As I write this post, my husband Colin and I are preparing to housesit near Playa Del Coco, Costa Rica. This place is so beautiful, words can’t describe it. The neighborhood boasts an expansive ocean view and is surrounded by a farmland and a national park. And this brings me to why I suddenly have decided to start running again: I want to spend every minute I can outside.
In preparation for my return to running, I’ve been doing HIIT running workouts. I’m mixing intervals of sprinting with walking for recovery. I had forgotten that sprinting is actually fun!
Do you remember running races as a kid? Remember how powerful and free you felt as the breeze rushed through your hair? I feel like I’m getting that back! And if sprinting can make me actually want to run, then it can definitely do the same for you.
A good sprinting workout requires that you warm up thoroughly, pay attention to form, and that you pace yourself. Lucky for you, I asked Bob Wells, a USA Track and Field certified running coach and a NASM certified personal trainer, to share with us his best tips for achieving good sprinting form.
Sprinting 101 with Coach Bob
“As a former sprinter, I have long had a need for speed. There are few things more awesome than the thrill of sprinting. The combination of the physical and mental strength associated with sprinting makes for a challenging and fun workout.
Still, it is important to pay attention to and use proper form when sprinting. While there are a lot of things to consider, every beginner should pay attention to the following three things: your head, your elbows, and your body angle relative to the ground.”
Here’s how Bob explained it:
- As you start sprinting, the head should be pointed downward. While it may seem counterintuitive, this head placement puts the weight of the head in front of the body’s center of gravity. This initiates forward movement.
- The second body part to be aware of is the elbows. Ideally, the elbows should stay at 90 degrees, as the arms pump forwards and backward. This counterbalances the movement taking place at the hips and keeps you in a straight line as you run.
- Another key consideration with the elbows is that they should not cross your body. Instead, they “shave” your rib cage as you run. This saves energy and doesn’t slow you down because of unwanted lateral motion.
- Last but not least is the body angle relative to the ground. At takeoff, the body should be at about a 45 degree angle or the angle of Michael Jackson in the Smooth Criminal music video. This allows for the hamstrings and glutes to create maximal force and drive forward quickly.
Erika’s HIIT Running Workout
- Spend at least 10 minutes warming up.
- You can choose to sprint for a specific distance (e.g. 100 meters) or for an interval of time.
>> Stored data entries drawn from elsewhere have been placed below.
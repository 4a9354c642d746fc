//! Normalized RGB samples and hex color parsing.

use serde::{Deserialize, Serialize};

use crate::error::LutError;

/// A normalized RGB triple, nominally in `[0, 1]`.
///
/// Scaled and anchor samples produced during augmentation may leave the
/// unit cube; only the grid sampler clamps.
#[derive(Debug, Clone, Copy, PartialEq, Serialize, Deserialize)]
pub struct ColorSample(pub [f64; 3]);

impl ColorSample {
    pub const BLACK: Self = Self([0.0, 0.0, 0.0]);
    pub const WHITE: Self = Self([1.0, 1.0, 1.0]);

    pub const fn new(r: f64, g: f64, b: f64) -> Self {
        Self([r, g, b])
    }

    /// Parse `#RRGGBB` or `RRGGBB`, case-insensitive.
    pub fn from_hex(hex: &str) -> Result<Self, HexParseError> {
        let digits = hex.trim().strip_prefix('#').unwrap_or(hex.trim());
        if digits.is_empty() {
            return Err(HexParseError::Empty);
        }
        let bytes = digits.as_bytes();
        if bytes.len() != 6 {
            return Err(HexParseError::InvalidLength(bytes.len()));
        }

        let mut rgb = [0.0; 3];
        for (c, pair) in bytes.chunks_exact(2).enumerate() {
            let hi = nibble(pair[0]).ok_or(HexParseError::InvalidDigit)?;
            let lo = nibble(pair[1]).ok_or(HexParseError::InvalidDigit)?;
            rgb[c] = f64::from(hi * 16 + lo) / 255.0;
        }
        Ok(Self(rgb))
    }

    /// Parse every entry of a named hex list, reporting the field and index of the first failure.
    pub fn parse_list<S: AsRef<str>>(field: &str, values: &[S]) -> Result<Vec<Self>, LutError> {
        values
            .iter()
            .enumerate()
            .map(|(i, v)| {
                Self::from_hex(v.as_ref()).map_err(|e| {
                    LutError::InvalidInput(format!("{field}[{i}]: {:?} {e}", v.as_ref()))
                })
            })
            .collect()
    }

    pub const fn components(&self) -> [f64; 3] {
        self.0
    }

    pub fn scale(&self, m: f64) -> Self {
        Self(self.0.map(|v| v * m))
    }

    /// True when every component lies in the closed interval `[0, 1]`.
    pub fn in_unit_cube(&self) -> bool {
        self.0.iter().all(|v| (0.0..=1.0).contains(v))
    }

    pub fn min_component(&self) -> f64 {
        self.0[0].min(self.0[1]).min(self.0[2])
    }

    pub fn max_component(&self) -> f64 {
        self.0[0].max(self.0[1]).max(self.0[2])
    }
}

impl From<[f64; 3]> for ColorSample {
    fn from(rgb: [f64; 3]) -> Self {
        Self(rgb)
    }
}

fn nibble(c: u8) -> Option<u8> {
    match c {
        b'0'..=b'9' => Some(c - b'0'),
        b'a'..=b'f' => Some(c - b'a' + 10),
        b'A'..=b'F' => Some(c - b'A' + 10),
        _ => None,
    }
}

#[derive(Debug, Clone, Copy, PartialEq, Eq, thiserror::Error)]
pub enum HexParseError {
    #[error("is empty")]
    Empty,
    #[error("has {0} hex digits, expected 6")]
    InvalidLength(usize),
    #[error("contains a non-hex digit")]
    InvalidDigit,
}
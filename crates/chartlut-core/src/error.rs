//! Error type shared by every stage of LUT synthesis and application.

#[derive(Debug, Clone, PartialEq, thiserror::Error)]
pub enum LutError {
    /// Missing or mismatched correction lists, malformed hex, bad image payload.
    #[error("invalid input: {0}")]
    InvalidInput(String),
    /// Too few usable correspondences, or a singular interpolation system.
    #[error("cannot fit color field: {0}")]
    DegenerateFit(String),
    /// The `.cube` representation could not be written, read back, or stored.
    #[error("LUT serialization failed: {0}")]
    SerializationFailure(String),
}

impl LutError {
    /// Stable machine-readable tag for the error kind.
    pub const fn kind(&self) -> &'static str {
        match self {
            Self::InvalidInput(_) => "invalid_input",
            Self::DegenerateFit(_) => "degenerate_fit",
            Self::SerializationFailure(_) => "serialization_failure",
        }
    }
}

impl From<std::io::Error> for LutError {
    fn from(err: std::io::Error) -> Self {
        Self::SerializationFailure(err.to_string())
    }
}
//! 3D LUT storage, `.cube` file I/O, and trilinear application.

use std::fmt::Write as _;
use std::io::Write;
use std::path::Path;

use crate::error::LutError;
use crate::transform::params::DEFAULT_TITLE;

/// Largest `LUT_3D_SIZE` accepted from a `.cube` file.
pub const MAX_CUBE_SIZE: usize = 256;

/// A 3D lookup table for fast color transform application.
///
/// Cell `(x, y, z)` is stored at `x + y·N + z·N²`, so the first axis varies
/// fastest, matching the order of the `.cube` data lines. The first axis is the
/// red input, the third the blue input.
#[derive(Debug, Clone, PartialEq)]
pub struct Lut3D {
    /// Title written into the `.cube` header.
    pub title: String,
    /// Grid size per axis (typically 33 or 65).
    pub size: usize,
    /// LUT entries as RGB values. Length = size³.
    pub data: Vec<[f64; 3]>,
    /// Minimum domain values per channel.
    pub domain_min: [f64; 3],
    /// Maximum domain values per channel.
    pub domain_max: [f64; 3],
}

impl Lut3D {
    /// Identity LUT: cell `(i, j, k)` holds `(i, j, k) / (size − 1)`.
    ///
    /// Coordinates are computed in single precision and widened, so the grid
    /// positions match a float32 linspace.
    pub fn identity(size: usize) -> Self {
        let denom = size.saturating_sub(1).max(1) as f32;
        let mut data = Vec::with_capacity(size * size * size);
        for z in 0..size {
            for y in 0..size {
                for x in 0..size {
                    data.push([x, y, z].map(|i| f64::from(i as f32 / denom)));
                }
            }
        }
        Self {
            title: DEFAULT_TITLE.to_string(),
            size,
            data,
            domain_min: [0.0; 3],
            domain_max: [1.0; 3],
        }
    }

    pub fn with_title(mut self, title: &str) -> Self {
        self.title = title.to_string();
        self
    }

    #[inline]
    pub fn index(&self, x: usize, y: usize, z: usize) -> usize {
        x + y * self.size + z * self.size * self.size
    }

    #[inline]
    pub fn get(&self, x: usize, y: usize, z: usize) -> [f64; 3] {
        self.data[self.index(x, y, z)]
    }

    /// Render the `.cube` text: four header lines, then one line per cell.
    ///
    /// Lines are joined by `\n` without a trailing newline.
    pub fn to_cube_string(&self) -> String {
        let mut out = String::with_capacity(128 + self.data.len() * 27);
        let _ = write!(
            out,
            "TITLE \"{}\"\nLUT_3D_SIZE {}\nDOMAIN_MIN {:?} {:?} {:?}\nDOMAIN_MAX {:?} {:?} {:?}",
            self.title,
            self.size,
            self.domain_min[0],
            self.domain_min[1],
            self.domain_min[2],
            self.domain_max[0],
            self.domain_max[1],
            self.domain_max[2],
        );
        for [r, g, b] in &self.data {
            let _ = write!(out, "\n{r:.6} {g:.6} {b:.6}");
        }
        out
    }

    /// Write the `.cube` text to any sink.
    pub fn write_cube<W: Write>(&self, out: &mut W) -> Result<(), LutError> {
        out.write_all(self.to_cube_string().as_bytes())?;
        Ok(())
    }

    /// Parse `.cube` text.
    ///
    /// Accepts blank lines, `#` comments, and the header keywords in any order
    /// before the data. 1D LUTs are rejected.
    pub fn parse_cube(text: &str) -> Result<Self, LutError> {
        let mut title = DEFAULT_TITLE.to_string();
        let mut size: Option<usize> = None;
        let mut domain_min = [0.0; 3];
        let mut domain_max = [1.0; 3];
        let mut data: Vec<[f64; 3]> = Vec::new();

        for (line_no, raw) in text.lines().enumerate() {
            let line = raw.trim();
            if line.is_empty() || line.starts_with('#') {
                continue;
            }
            let fail = |what: &str| {
                LutError::SerializationFailure(format!("line {}: {what}: {line:?}", line_no + 1))
            };

            let (keyword, rest) = line.split_once(char::is_whitespace).unwrap_or((line, ""));
            match keyword {
                "TITLE" => title = rest.trim().trim_matches('"').to_string(),
                "LUT_3D_SIZE" => {
                    let n: usize = rest.trim().parse().map_err(|_| fail("bad LUT_3D_SIZE"))?;
                    if !(2..=MAX_CUBE_SIZE).contains(&n) {
                        return Err(fail("LUT_3D_SIZE out of range"));
                    }
                    size = Some(n);
                }
                "LUT_1D_SIZE" => return Err(fail("1D LUTs are not supported")),
                "DOMAIN_MIN" => domain_min = parse_triple(rest).ok_or_else(|| fail("bad DOMAIN_MIN"))?,
                "DOMAIN_MAX" => domain_max = parse_triple(rest).ok_or_else(|| fail("bad DOMAIN_MAX"))?,
                _ => {
                    if size.is_none() {
                        return Err(fail("data before LUT_3D_SIZE"));
                    }
                    let limit = size.and_then(cell_count).unwrap_or(0);
                    if data.len() >= limit {
                        return Err(fail("more data lines than LUT_3D_SIZE allows"));
                    }
                    data.push(parse_triple(line).ok_or_else(|| fail("bad data line"))?);
                }
            }
        }

        let size = size.ok_or_else(|| {
            LutError::SerializationFailure("missing LUT_3D_SIZE".to_string())
        })?;
        let expected = cell_count(size).ok_or_else(|| {
            LutError::SerializationFailure(format!("LUT_3D_SIZE {size} is too large"))
        })?;
        if data.len() != expected {
            return Err(LutError::SerializationFailure(format!(
                "expected {expected} data lines for size {size}, found {}",
                data.len()
            )));
        }
        if (0..3).any(|c| domain_max[c] <= domain_min[c]) {
            return Err(LutError::SerializationFailure(format!(
                "empty domain {domain_min:?}..{domain_max:?}"
            )));
        }

        Ok(Self {
            title,
            size,
            data,
            domain_min,
            domain_max,
        })
    }

    /// Load a 3D LUT from a `.cube` file.
    pub fn load_cube(path: &Path) -> Result<Self, LutError> {
        let text = std::fs::read_to_string(path)?;
        Self::parse_cube(&text)
    }

    /// Save this 3D LUT to a `.cube` file.
    pub fn save_cube(&self, path: &Path) -> Result<(), LutError> {
        let mut file = std::fs::File::create(path)?;
        self.write_cube(&mut file)?;
        file.flush()?;
        Ok(())
    }

    /// Apply this LUT to an RGB pixel using trilinear interpolation.
    ///
    /// Inputs outside the domain are clamped to it. A single-cell LUT maps every
    /// input to that cell; an empty LUT returns the input unchanged.
    pub fn apply(&self, rgb: [f64; 3]) -> [f64; 3] {
        if self.size < 2 {
            return self.data.first().copied().unwrap_or(rgb);
        }
        let max_index = (self.size - 1) as f64;
        let mut base = [0usize; 3];
        let mut frac = [0.0f64; 3];
        for c in 0..3 {
            let span = self.domain_max[c] - self.domain_min[c];
            let t = ((rgb[c] - self.domain_min[c]) / span).clamp(0.0, 1.0) * max_index;
            // NaN clamps to NaN; treat it as the domain minimum.
            let t = if t.is_nan() { 0.0 } else { t };
            let i = (t.floor() as usize).min(self.size - 2);
            base[c] = i;
            frac[c] = t - i as f64;
        }

        let [x0, y0, z0] = base;
        let [fx, fy, fz] = frac;
        let corner = |dx: usize, dy: usize, dz: usize| self.get(x0 + dx, y0 + dy, z0 + dz);

        let mut out = [0.0f64; 3];
        for c in 0..3 {
            let c00 = lerp(corner(0, 0, 0)[c], corner(1, 0, 0)[c], fx);
            let c10 = lerp(corner(0, 1, 0)[c], corner(1, 1, 0)[c], fx);
            let c01 = lerp(corner(0, 0, 1)[c], corner(1, 0, 1)[c], fx);
            let c11 = lerp(corner(0, 1, 1)[c], corner(1, 1, 1)[c], fx);
            let c0 = lerp(c00, c10, fy);
            let c1 = lerp(c01, c11, fy);
            out[c] = lerp(c0, c1, fz);
        }
        out
    }
}

#[inline]
fn lerp(a: f64, b: f64, t: f64) -> f64 {
    a + (b - a) * t
}

fn cell_count(size: usize) -> Option<usize> {
    size.checked_mul(size)?.checked_mul(size)
}

fn parse_triple(s: &str) -> Option<[f64; 3]> {
    let mut it = s.split_whitespace().map(|v| v.parse::<f64>().ok());
    let triple = [it.next()??, it.next()??, it.next()??];
    if it.next().is_some() || triple.iter().any(|v| !v.is_finite()) {
        return None;
    }
    Some(triple)
}
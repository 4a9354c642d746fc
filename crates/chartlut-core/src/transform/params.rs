//! Parameters that fully determine a synthesized LUT.
//!
//! `SynthesisParams::default()` reproduces the fixed constants of the wire
//! contract; requests never override them.

use serde::{Deserialize, Serialize};

use crate::error::LutError;

/// Default grid resolution per axis.
pub const DEFAULT_LUT_SIZE: usize = 65;
/// Default kernel shape parameter.
pub const DEFAULT_EPSILON: f64 = 0.05;
/// Default smoothing subtracted from the interpolation matrix diagonal.
pub const DEFAULT_SMOOTH: f64 = 3.0;
/// Default title written into the `.cube` header.
pub const DEFAULT_TITLE: &str = "Deformed LUT";

/// Radial basis kernel `φ(r)` used by the field fitter.
#[derive(Debug, Clone, Copy, PartialEq, Eq, Default, Serialize, Deserialize)]
#[serde(rename_all = "snake_case")]
pub enum RbfKernel {
    /// `sqrt((r/ε)² + 1)`.
    #[default]
    Multiquadric,
    /// `1 / sqrt((r/ε)² + 1)`.
    #[serde(alias = "inverse")]
    InverseMultiquadric,
    /// `exp(-(r/ε)²)`.
    Gaussian,
    /// `r`.
    Linear,
    /// `r³`.
    Cubic,
    /// `r⁵`.
    Quintic,
    /// `r² ln r`, zero at the origin.
    ThinPlate,
}

impl RbfKernel {
    pub const fn label(&self) -> &'static str {
        match self {
            Self::Multiquadric => "multiquadric",
            Self::InverseMultiquadric => "inverse_multiquadric",
            Self::Gaussian => "gaussian",
            Self::Linear => "linear",
            Self::Cubic => "cubic",
            Self::Quintic => "quintic",
            Self::ThinPlate => "thin_plate",
        }
    }

    pub fn all() -> &'static [Self] {
        const ALL: [RbfKernel; 7] = [
            RbfKernel::Multiquadric,
            RbfKernel::InverseMultiquadric,
            RbfKernel::Gaussian,
            RbfKernel::Linear,
            RbfKernel::Cubic,
            RbfKernel::Quintic,
            RbfKernel::ThinPlate,
        ];
        &ALL
    }

    /// Evaluate the kernel at distance `r` with shape parameter `epsilon`.
    #[inline]
    pub fn eval(self, r: f64, epsilon: f64) -> f64 {
        match self {
            Self::Multiquadric => ((r / epsilon).powi(2) + 1.0).sqrt(),
            Self::InverseMultiquadric => 1.0 / ((r / epsilon).powi(2) + 1.0).sqrt(),
            Self::Gaussian => (-(r / epsilon).powi(2)).exp(),
            Self::Linear => r,
            Self::Cubic => r.powi(3),
            Self::Quintic => r.powi(5),
            Self::ThinPlate => {
                if r > 0.0 {
                    r * r * r.ln()
                } else {
                    0.0
                }
            }
        }
    }
}

impl std::str::FromStr for RbfKernel {
    type Err = LutError;

    fn from_str(s: &str) -> Result<Self, Self::Err> {
        let name = s.trim().to_ascii_lowercase();
        if name == "inverse" {
            return Ok(Self::InverseMultiquadric);
        }
        Self::all()
            .iter()
            .copied()
            .find(|k| k.label() == name)
            .ok_or_else(|| LutError::InvalidInput(format!("unknown RBF kernel {s:?}")))
    }
}

/// Every knob of the synthesis pipeline, from augmentation through sampling.
#[derive(Debug, Clone, PartialEq, Serialize, Deserialize)]
#[serde(default)]
pub struct SynthesisParams {
    /// Grid points per axis. Must be at least 2.
    pub lut_size: usize,
    /// Kernel shape.
    pub kernel: RbfKernel,
    /// Kernel shape parameter ε.
    pub epsilon: f64,
    /// Trades exact interpolation for smoothness. 0.0 = interpolate exactly.
    pub smooth: f64,
    /// Weight of the fitted field against identity. 1.0 = field only.
    pub blend: f64,
    /// Inclusive multiplier range used to scale each pair during augmentation.
    pub multiplier_range: (f64, f64),
    /// Number of multipliers spread over `multiplier_range`.
    pub multiplier_steps: usize,
    /// Scale applied to the cube corners to form their anchor targets.
    pub corner_scale: f64,
    /// Identity coordinates within this distance of 1.0 are snapped back to identity.
    pub snap_tolerance: f64,
    /// Title written into the `.cube` header.
    pub title: String,
}

impl Default for SynthesisParams {
    fn default() -> Self {
        Self {
            lut_size: DEFAULT_LUT_SIZE,
            kernel: RbfKernel::Multiquadric,
            epsilon: DEFAULT_EPSILON,
            smooth: DEFAULT_SMOOTH,
            blend: 1.0,
            multiplier_range: (0.6, 2.0),
            multiplier_steps: 20,
            corner_scale: 1.10,
            snap_tolerance: 1e-5,
            title: DEFAULT_TITLE.to_string(),
        }
    }
}

impl SynthesisParams {
    /// Reject parameter combinations that cannot produce a well-formed LUT.
    pub fn validate(&self) -> Result<(), LutError> {
        if self.lut_size < 2 {
            return Err(LutError::InvalidInput(format!(
                "lut_size must be at least 2, got {}",
                self.lut_size
            )));
        }
        if !(self.epsilon.is_finite() && self.epsilon > 0.0) {
            return Err(LutError::InvalidInput(format!(
                "epsilon must be finite and positive, got {}",
                self.epsilon
            )));
        }
        let finite = [
            ("smooth", self.smooth),
            ("blend", self.blend),
            ("corner_scale", self.corner_scale),
            ("snap_tolerance", self.snap_tolerance),
            ("multiplier_range.0", self.multiplier_range.0),
            ("multiplier_range.1", self.multiplier_range.1),
        ];
        if let Some((name, value)) = finite.iter().find(|(_, v)| !v.is_finite()) {
            return Err(LutError::InvalidInput(format!("{name} must be finite, got {value}")));
        }
        if self.multiplier_steps == 0 {
            return Err(LutError::InvalidInput(
                "multiplier_steps must be at least 1".to_string(),
            ));
        }
        if self.title.contains(['"', '\n', '\r']) {
            return Err(LutError::InvalidInput(
                "title must not contain quotes or line breaks".to_string(),
            ));
        }
        Ok(())
    }
}
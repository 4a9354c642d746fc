//! Sparse color correspondences: normalization and augmentation before fitting.

pub mod augment;
pub mod normalize;

use serde::{Deserialize, Serialize};

use crate::error::LutError;
use crate::sample::ColorSample;

/// `before` was captured or rendered as `after`. The fitted field maps `before` → `after`.
#[derive(Debug, Clone, Copy, PartialEq, Serialize, Deserialize)]
pub struct CorrespondencePair {
    pub before: ColorSample,
    pub after: ColorSample,
}

impl CorrespondencePair {
    pub const fn new(before: ColorSample, after: ColorSample) -> Self {
        Self { before, after }
    }
}

/// Ordered correspondences. Order does not affect the fit but pairing must be kept.
pub type CorrespondenceSet = Vec<CorrespondencePair>;

/// Zip two equal-length sample lists into a correspondence set.
pub fn zip_pairs(before: &[ColorSample], after: &[ColorSample]) -> Result<CorrespondenceSet, LutError> {
    if before.len() != after.len() {
        return Err(LutError::InvalidInput(format!(
            "before_data has {} entries but after_data has {}",
            before.len(),
            after.len()
        )));
    }
    Ok(before
        .iter()
        .zip(after)
        .map(|(&b, &a)| CorrespondencePair::new(b, a))
        .collect())
}
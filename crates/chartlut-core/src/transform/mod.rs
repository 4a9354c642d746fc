//! Field fitting, grid sampling, and LUT operations.

pub mod grid;
pub mod lut;
pub mod params;
pub mod rbf;
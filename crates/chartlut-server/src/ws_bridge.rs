//! WebSocket transport for the LUT service.
//!
//! Every accepted connection gets its own task. Each text frame is one
//! request; it runs on a blocking worker under a hard timeout and produces
//! exactly one response frame. A shared semaphore bounds how many workers run
//! at once, and a worker keeps its permit until it returns, even after its
//! request has timed out.

use std::sync::Arc;

use futures_util::{SinkExt, StreamExt};
use tokio::net::{TcpListener, TcpStream};
use tokio::sync::Semaphore;
use tokio_tungstenite::tungstenite::Message;

use crate::config::ServerConfig;
use crate::handlers::{self, RequestError};
use crate::ipc::ServerResponse;

/// Bind and serve until the listener fails.
pub async fn serve(config: ServerConfig) -> std::io::Result<()> {
    let addr = config.addr();
    let listener = TcpListener::bind(&addr).await?;
    tracing::info!("LUT service listening on ws://{addr}");

    let limiter = Arc::new(Semaphore::new(config.max_concurrent_requests));
    let config = Arc::new(config);
    loop {
        let (stream, peer) = match listener.accept().await {
            Ok(conn) => conn,
            Err(e) => {
                tracing::warn!("accept failed: {e}");
                continue;
            }
        };
        let config = Arc::clone(&config);
        let limiter = Arc::clone(&limiter);
        tokio::spawn(async move {
            tracing::info!("WebSocket client connected: {peer}");
            serve_connection(stream, &config, &limiter).await;
            tracing::info!("WebSocket client disconnected: {peer}");
        });
    }
}

async fn serve_connection(stream: TcpStream, config: &Arc<ServerConfig>, limiter: &Arc<Semaphore>) {
    let ws_stream = match tokio_tungstenite::accept_async(stream).await {
        Ok(ws) => ws,
        Err(e) => {
            tracing::error!("WebSocket handshake failed: {e}");
            return;
        }
    };
    let (mut ws_sink, mut ws_source) = ws_stream.split();

    while let Some(frame) = ws_source.next().await {
        let text = match frame {
            Ok(Message::Text(text)) => text.to_string(),
            Ok(Message::Close(_)) => break,
            Ok(Message::Ping(payload)) => {
                if ws_sink.send(Message::Pong(payload)).await.is_err() {
                    break;
                }
                continue;
            }
            Ok(_) => continue,
            Err(e) => {
                tracing::warn!("WebSocket read failed: {e}");
                break;
            }
        };

        let response = dispatch(text, Arc::clone(config), Arc::clone(limiter)).await;
        let json = match serde_json::to_string(&response) {
            Ok(json) => json,
            Err(e) => {
                tracing::error!("Failed to serialize response: {e}");
                continue;
            }
        };
        if ws_sink.send(Message::Text(json.into())).await.is_err() {
            break;
        }
    }
}

/// Parse, run on a blocking worker with the configured timeout, and frame the result.
///
/// Waiting for a worker permit counts against the timeout.
async fn dispatch(text: String, config: Arc<ServerConfig>, limiter: Arc<Semaphore>) -> ServerResponse {
    let timeout = config.request_timeout;
    let run = async move {
        let permit = match limiter.acquire_owned().await {
            Ok(permit) => permit,
            Err(e) => return Err(RequestError::Worker(e.to_string())),
        };
        let work = tokio::task::spawn_blocking(move || -> Result<ServerResponse, RequestError> {
            let _permit = permit;
            let request = handlers::parse_request(&text)?;
            handlers::handle_request(request, &config)
        });
        match work.await {
            Ok(result) => result,
            Err(join) => Err(RequestError::Worker(join.to_string())),
        }
    };

    let result = match tokio::time::timeout(timeout, run).await {
        Ok(result) => result,
        Err(_) => Err(RequestError::Timeout(timeout.as_secs())),
    };

    match result {
        Ok(response) => response,
        Err(e) => {
            tracing::warn!(kind = e.kind(), "request failed: {e}");
            e.into()
        }
    }
}

#[cfg(test)]
mod tests {
    use std::time::Duration;

    use super::*;

    fn limiter() -> Arc<Semaphore> {
        Arc::new(Semaphore::new(2))
    }

    #[tokio::test]
    async fn test_dispatch_frames_errors() {
        let config = Arc::new(ServerConfig::from_lookup(|_| None));
        let response = dispatch("[]".to_string(), config, limiter()).await;
        match response {
            ServerResponse::Error { kind, .. } => assert_eq!(kind, "invalid_input"),
            other => panic!("unexpected response {other:?}"),
        }
    }

    #[tokio::test]
    async fn test_dispatch_runs_generation() {
        let config = Arc::new(ServerConfig::from_lookup(|_| None));
        let text = r##"{"type":"GenerateLut","data":{"before_data":["#336699"],"after_data":["#3A6A90"]}}"##;
        match dispatch(text.to_string(), config, limiter()).await {
            ServerResponse::LutGenerated { cube, .. } => {
                assert_eq!(cube.lines().count(), 4 + 65 * 65 * 65);
            }
            other => panic!("unexpected response {other:?}"),
        }
    }

    #[tokio::test]
    async fn test_saturated_workers_time_out_and_release_permits() {
        let config = Arc::new(ServerConfig {
            request_timeout: Duration::from_millis(50),
            ..ServerConfig::from_lookup(|_| None)
        });
        let limiter = limiter();
        let held = Arc::clone(&limiter).acquire_many_owned(2).await.unwrap();

        match dispatch("[]".to_string(), Arc::clone(&config), Arc::clone(&limiter)).await {
            ServerResponse::Error { kind, .. } => assert_eq!(kind, "timeout"),
            other => panic!("unexpected response {other:?}"),
        }
        assert_eq!(limiter.available_permits(), 0);

        drop(held);
        match dispatch("[]".to_string(), config, Arc::clone(&limiter)).await {
            ServerResponse::Error { kind, .. } => assert_eq!(kind, "invalid_input"),
            other => panic!("unexpected response {other:?}"),
        }
        assert_eq!(limiter.available_permits(), 2);
    }
}
//! Expansion of a small correspondence set into a better-conditioned one.
//!
//! # Algorithm
//! 1. Every pair `(b, a)` is scaled by each multiplier `m` of an evenly spaced
//!    sequence; `(b·m, a·m)` is kept only if all six components lie in `[0, 1]`.
//! 2. The eight cube corners `c ∈ {0,1}³` are anchored as `(c, c·corner_scale)`.
//!    Anchors are not range-checked: the `(1,1,1)` anchor deliberately lands
//!    outside the cube so the fit is pushed outward near white and the
//!    primaries; the grid sampler's clamp and boundary snap restore validity.
//!
//! The unscaled input pairs are not carried over themselves; only their scaled
//! variants and the anchors reach the fitter.

use crate::correction::{CorrespondencePair, CorrespondenceSet};
use crate::sample::ColorSample;
use crate::transform::params::SynthesisParams;

/// `steps` evenly spaced values over `[start, stop]`, both ends inclusive.
///
/// The last value is exactly `stop`. A single step yields `[start]`.
pub fn multipliers((start, stop): (f64, f64), steps: usize) -> Vec<f64> {
    match steps {
        0 => Vec::new(),
        1 => vec![start],
        _ => {
            let step = (stop - start) / (steps - 1) as f64;
            let mut values: Vec<f64> = (0..steps).map(|i| start + i as f64 * step).collect();
            values[steps - 1] = stop;
            values
        }
    }
}

/// The eight binary cube corners, red outermost and blue innermost.
pub fn cube_corners() -> [ColorSample; 8] {
    std::array::from_fn(|i| {
        let bit = |shift: usize| ((i >> shift) & 1) as f64;
        ColorSample::new(bit(2), bit(1), bit(0))
    })
}

/// Build the augmented set: retained scaled pairs followed by the eight corner anchors.
pub fn augment(pairs: &[CorrespondencePair], params: &SynthesisParams) -> CorrespondenceSet {
    let steps = multipliers(params.multiplier_range, params.multiplier_steps);
    let mut out = Vec::with_capacity(pairs.len() * steps.len() + 8);

    for pair in pairs {
        for &m in &steps {
            let before = pair.before.scale(m);
            let after = pair.after.scale(m);
            if before.in_unit_cube() && after.in_unit_cube() {
                out.push(CorrespondencePair::new(before, after));
            }
        }
    }

    let scaled = out.len();
    out.extend(
        cube_corners()
            .into_iter()
            .map(|c| CorrespondencePair::new(c, c.scale(params.corner_scale))),
    );

    tracing::debug!(
        input = pairs.len(),
        scaled,
        total = out.len(),
        "augmented correspondence set"
    );
    out
}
You should sprint at 70-90% of what you perceive to be your top speed.
- Once you have finished a sprint, recover by walking briskly for 2-3 times the distance or time you sprinted. Give yourself ample recovery time between sprints.
- Alternate between sprinting and recovering for 20-30 minutes then spend at least 10 minutes cooling down and stretching.
If you are new to sprinting, start with sprinting uphill. Athletic trainer Eric Cressey, CSCS, suggests that sprinting uphill can prevent a hamstring pull by keeping you from over striding. Limit your HIIT sprint workouts to just twice a week to prevent over-training.